*PROBLEM STATEMENT*
Every record below is to be retyped exactly.

********************

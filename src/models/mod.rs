//! Roster domain models.
//!
//! Plain data types describing an allocation problem and its solution.
//! Everything here is constructed fresh per allocation call from caller
//! snapshots; the engine keeps no state between calls.
//!
//! # Domain Mappings
//!
//! | u-roster | Personnel directory | Duty sheet |
//! |----------|---------------------|------------|
//! | Candidate | Directory row | — |
//! | CohortKey | Class year ("ชั้นปีที่") | Quota column |
//! | ExclusionSet | Uploaded exclusion tab | — |
//! | LockedEntry | — | Manually typed row |
//! | RosterEntry | — | Numbered duty line |

mod candidate;
mod cohort;
mod exclusion;
mod pool;
mod quota;
mod roster;

pub(crate) use candidate::deserialize_names;
pub use candidate::{normalize_digits, normalize_full_name, normalize_name, parse_height, Candidate};
pub use cohort::CohortKey;
pub use exclusion::{ExclusionSet, LockedEntry};
pub use pool::{CandidatePool, DuplicateNamePolicy};
pub use quota::Quota;
pub use roster::{EntrySource, Roster, RosterEntry, ShortfallRecord};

********************

*WRITTEN RESPONSE*
filename src/models/mod.rs
//! Roster domain models.
//!
//! Plain data types describing an allocation problem and its solution.
//! Everything here is constructed fresh per allocation call from caller
//! snapshots; the engine keeps no state between calls.
//!
//! # Domain Mappings
//!
//! | u-roster | Personnel directory | Duty sheet |
//! |----------|---------------------|------------|
//! | Candidate | Directory row | — |
//! | CohortKey | Class year ("ชั้นปีที่") | Quota column |
//! | ExclusionSet | Uploaded exclusion tab | — |
//! | LockedEntry | — | Manually typed row |
//! | RosterEntry | — | Numbered duty line |

mod candidate;
mod cohort;
mod exclusion;
mod pool;
mod quota;
mod roster;

pub(crate) use candidate::deserialize_names;
pub use candidate::{normalize_digits, normalize_full_name, normalize_name, parse_height, Candidate};
pub use cohort::CohortKey;
pub use exclusion::{ExclusionSet, LockedEntry};
pub use pool::{CandidatePool, DuplicateNamePolicy};
pub use quota::Quota;
pub use roster::{EntrySource, Roster, RosterEntry, ShortfallRecord};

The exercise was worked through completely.